Caspian: -.- Nevermind. Lets get on with this.

Frodo: *shoves marshmellows in ears* *hides in the Doctors' popcorn*

Caspian: What are we singing to, buddy?
 
Me: I think I should pick the song.

10th Doctor: No, I have the T-shirt, I get to pick the song!

11th Doctor: *Munches on popcorn*

Adam: Alright, alright, we'll sing Good Time. *Looks around* That fine?

Me: Ugh, okay.

Adam: What?

Me: No, I've just heard it too many times. But whatever, do that song.

Adam: Ooookaaayyy... Crazy cat, you go first.

Keehar: *Dives into the pool, trying to hide from the horrible sound that is sure to come*
 
Me: I think I should pick the song.

10th Doctor: No, I have the T-shirt, I get to pick the song!

11th Doctor: *Munches on popcorn*

Adam: Alright, alright, we'll sing Good Time. *Looks around* That fine?

Me: Ugh, okay.

Adam: What?

Me: No, I've just heard it too many times. But whatever, do that song.

Adam: Ooookaaayyy... Crazy cat, you go first.

Keehar: *Dives into the pool, trying to hide from the horrible sound that is sure to come*

Just listened to the first part of that song.
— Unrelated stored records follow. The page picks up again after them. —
//! Trace line recognition
//!
//! Five line shapes matter:
//!
//! ```text
//! <task>-<pid> [<cpu>] <flags> <timestamp>: <event_name>: <payload>
//! <task>-<pid> [<cpu>] <flags> <timestamp>: <user stack trace> tgid=<tgid>
//!  [<cpu>] => 0x<hex> | ??
//!  [<cpu>] reason <k>
//! # comment
//! ```
//!
//! `tracing_mark_write` lines are ordinary event lines whose payload is free
//! text. The optional `( tgid)` column added by `record-tgid` is accepted
//! and ignored.

use regex::Regex;

use crate::domain::{CpuId, ParseError, Pid, Tgid, Timestamp};

const EVENT_PATTERN: &str = concat!(
    r"^\s*(?P<task>.+?)-(?P<pid>\d+)",
    r"\s+(?:\(\s*(?:\d+|-+)\)\s+)?",
    r"\[(?P<cpu>\d+)\]",
    r"\s+(?:(?P<flags>\S+)\s+)?",
    r"(?P<ts>\d+(?:\.\d+)?):",
    r"\s+(?P<event>\w+):",
    r"\s?(?P<payload>.*)$"
);

const STACK_BEGIN_PATTERN: &str = concat!(
    r"^\s*(?P<task>.+?)-(?P<pid>\d+)",
    r"\s+(?:\(\s*(?:\d+|-+)\)\s+)?",
    r"\[(?P<cpu>\d+)\]",
    r"\s+(?:(?P<flags>\S+)\s+)?",
    r"(?P<ts>\d+(?:\.\d+)?):",
    r"\s+<user stack trace>",
    r"(?:\s+tgid=(?P<tgid>\d+))?\s*$"
);

const STACK_ENTRY_PATTERN: &str =
    r"^\s*\[(?P<cpu>\d+)\]\s+=>\s+(?:<?(?:0x)?(?P<ip>[0-9a-fA-F]+)>?|\?\?)\s*$";

const STACK_REASON_PATTERN: &str = r"^\s*\[(?P<cpu>\d+)\]\s+reason\s+(?P<reason>\S+)\s*$";

/// A kernel event line
#[derive(Debug, Clone, PartialEq, Eq)]
pub struct EventLine {
    pub task: String,
    pub pid: Pid,
    pub cpu: CpuId,
    pub flags: String,
    pub timestamp: Timestamp,
    pub name: String,
    pub payload: String,
}

/// Header of a user stack dump
#[derive(Debug, Clone, PartialEq, Eq)]
pub struct StackBegin {
    pub task: String,
    pub pid: Pid,
    pub cpu: CpuId,
    pub timestamp: Timestamp,
    pub tgid: Option<Tgid>,
}

/// One frame of a user stack dump; `ip` is `None` for `??`
#[derive(Debug, Clone, Copy, PartialEq, Eq)]
pub struct StackEntry {
    pub cpu: CpuId,
    pub ip: Option<u64>,
}

/// A recognized line
#[derive(Debug, Clone, PartialEq, Eq)]
pub enum TraceLine {
    Event(EventLine),
    StackBegin(StackBegin),
    StackEntry(StackEntry),
    StackReason { cpu: CpuId, reason: String },
    Comment,
    Blank,
    Unknown,
}

impl TraceLine {
    /// CPU the line was recorded on, if the shape carries one
    #[must_use]
    pub fn cpu(&self) -> Option<CpuId> {
        match self {
            TraceLine::Event(e) => Some(e.cpu),
            TraceLine::StackBegin(b) => Some(b.cpu),
            TraceLine::StackEntry(e) => Some(e.cpu),
            TraceLine::StackReason { cpu, .. } => Some(*cpu),
            TraceLine::Comment | TraceLine::Blank | TraceLine::Unknown => None,
        }
    }

    #[must_use]
    pub fn is_stack(&self) -> bool {
        matches!(
            self,
            TraceLine::StackBegin(_) | TraceLine::StackEntry(_) | TraceLine::StackReason { .. }
        )
    }
}

/// Compiled line grammar. Build once and share; matching is pure.
#[derive(Debug, Clone)]
pub struct LineParser {
    event: Regex,
    stack_begin: Regex,
    stack_entry: Regex,
    stack_reason: Regex,
}

impl Default for LineParser {
    fn default() -> Self {
        Self::new()
    }
}

impl LineParser {
    #[must_use]
    pub fn new() -> Self {
        Self {
            event: builtin(EVENT_PATTERN),
            stack_begin: builtin(STACK_BEGIN_PATTERN),
            stack_entry: builtin(STACK_ENTRY_PATTERN),
            stack_reason: builtin(STACK_REASON_PATTERN),
        }
    }

    /// Classify one line.
    ///
    /// Lines of no known shape come back as `TraceLine::Unknown`; lines that
    /// have a known shape but an unparsable field are a `ParseError`.
    ///
    /// # Errors
    /// Returns `ParseError::BadField` for out-of-range numbers or timestamps.
    pub fn parse_line(&self, line: &str) -> Result<TraceLine, ParseError> {
        let trimmed = line.trim_start();
        if trimmed.trim_end().is_empty() {
            return Ok(TraceLine::Blank);
        }
        if trimmed.starts_with('#') {
            return Ok(TraceLine::Comment);
        }

        if trimmed.starts_with('[') {
            if let Some(caps) = self.stack_entry.captures(line) {
                let cpu = CpuId(parse_dec(&caps["cpu"], "cpu")?);
                let ip = match caps.name("ip") {
                    Some(m) => Some(parse_hex(m.as_str(), "ip")?),
                    None => None,
                };
                return Ok(TraceLine::StackEntry(StackEntry { cpu, ip }));
            }
            if let Some(caps) = self.stack_reason.captures(line) {
                let cpu = CpuId(parse_dec(&caps["cpu"], "cpu")?);
                return Ok(TraceLine::StackReason { cpu, reason: caps["reason"].to_string() });
            }
            return Ok(TraceLine::Unknown);
        }

        // Stack headers first: `<user stack trace>` never matches `\w+:`
        if let Some(caps) = self.stack_begin.captures(line) {
            let tgid = match caps.name("tgid") {
                Some(m) => Some(Tgid(parse_dec(m.as_str(), "tgid")?)),
                None => None,
            };
            return Ok(TraceLine::StackBegin(StackBegin {
                task: caps["task"].to_string(),
                pid: Pid(parse_dec(&caps["pid"], "pid")?),
                cpu: CpuId(parse_dec(&caps["cpu"], "cpu")?),
                timestamp: parse_timestamp(&caps["ts"])?,
                tgid,
            }));
        }

        if let Some(caps) = self.event.captures(line) {
            return Ok(TraceLine::Event(EventLine {
                task: caps["task"].to_string(),
                pid: Pid(parse_dec(&caps["pid"], "pid")?),
                cpu: CpuId(parse_dec(&caps["cpu"], "cpu")?),
                flags: caps.name("flags").map_or_else(String::new, |m| m.as_str().to_string()),
                timestamp: parse_timestamp(&caps["ts"])?,
                name: caps["event"].to_string(),
                payload: caps["payload"].trim_end().to_string(),
            }));
        }

        Ok(TraceLine::Unknown)
    }
}

pub(crate) fn builtin(pattern: &str) -> Regex {
    Regex::new(pattern).unwrap_or_else(|e| panic!("built-in pattern failed to compile: {e}"))
}

pub(crate) fn parse_dec<T: std::str::FromStr>(s: &str, field: &'static str) -> Result<T, ParseError> {
    s.parse().map_err(|_| ParseError::BadField { field, value: s.to_string() })
}

pub(crate) fn parse_hex(s: &str, field: &'static str) -> Result<u64, ParseError> {
    let digits = s.strip_prefix("0x").unwrap_or(s);
    u64::from_str_radix(digits, 16).map_err(|_| ParseError::BadField { field, value: s.to_string() })
}

fn parse_timestamp(s: &str) -> Result<Timestamp, ParseError> {
    s.parse().map_err(|_| ParseError::BadField { field: "timestamp", value: s.to_string() })
}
It reminds me of Wherever we go by Newsboys.

Caspian: *cracks knuckles* The beginning is all it will take. *takes a deep breath* EEEEEEEEEEEEETSSSSSSSSSSSSS AAAAAAAAAAAAAAAAAAAAAAAAAALLLLLLWAAAAAAAAEEEEEEEEEEYYYYAAAAAAAAAAZZZZZZZZZZZ A GOOOOOOOOOOOOOOOOUUUUUUUUUUUUUUUDDDDDDDD TIIIIIIIIIEEEEEEEEEEEEEEEEEEEMMMMMEEEEEEEEEEEEEEEEEE!!!!!!!!!!!!!!!! *singing gets louder and shriekier as he continues, culminated to sound like a noise that would make the Nazgul king in LOTR sound like a spring robin.*
 
Adam: *Stares blankly at Caspian* Well, you could use a few tips, but not bad!

11th Doctor: *Throws popcorn at Caspian* 'E's bloody awful! Get 'im off the stage!

10th Doctor: *Throwing popcorn at Adam* Catch!

Adam: *Ahem* MY turn. *Turns on CD player that starts the music*

Woke up on the right side of the bed
What's up with this Prince song inside my head?
Hands up if your down to get down tonight
'Cause it's always a good time

Slept in all my clothes like I didn't care
Hopped into a cab, take me anywhere!
I'm in if you're down to get down tonight
'Cause it's always a good time

10th Doctor: *Throws roses* Bravo! Bravo! *Looks at roses* *Sigh* If only Rose were here. :(

Me: *Gibbs-smacks 10* Oh, get over it!

10th Doctor: Hey!
 
Caspian:..... You guys really are no fun. I WANT THE TRAVELING TRIO BACK! *grabs tomato cannon and starts shooting tomatoes at the Doctors, Adam and Rainy while sobbing uncontrollably* THEY UNDERSTOOD! WE HAD A SYMBOTIC, WE-BOTH-WANT-TO-DESTROY-EACH-OTHER NATURE THAT MADE US AWSOMEATIC! I WANT THE TRAVELING TRIO, DUSTY, NARNIAGIRL12, LBT, KITTY (even if she did hate me), AND ALL MY OLD FRIENDS! *goes into Avatar State*

Zuko: O.O CASPIAN IS THE AVATAR?

Dorthy: CASPIAN IS CRYING?!?!

Frodo: CASPIAN WANTS OUR OLD ENEMIES BACK?!?

me: THE CAPS LOCK IS ON AGAIN?!?!
 
Adam: WHAT JUST HAPPENED AND WHY ARE WE SHOUTING?!?!

Me: CASPIAN LEFT THE CAPS LOCK ON, DIDN'T YOU HEAR MEWSIE SAYING THAT?

Adam: I GUESS I KINDA MISSED OUT ON THAT BIT. TOO BUSY THINKING ABOUT HOW AWESOME I SANG.

11th Doctor: HE'S SO HUMBLE, ISN'T HE?

10th Doctor: *Gibbs-slaps 11* HOW DARE YOU SAY THAT ABOUT OWL CITY?!?!

11th Doctor: :p *Punches 10* I'VE BEEN WANTING TO DO THAT SINCE RORY PUNCHED ME ABOUT BEING SO RUDE TO HIM ABOUT AMY.

10th Doctor: *Tackles 11* STOP SPOILING THINGS FOR ME! SPOILERS! SPOILERS!

Me: BOY, YOU SOUND LIKE A DALEK, DON'T YOU?

Jack: DALEKS?! WHERE?!?

Me: YOU CAN'T DIE, SO WHY ARE YOU AFRAID?

Adam: HEY, WHAT DOES THIS BUTTON DO? *Presses random button* Yes! I turned off caps lock!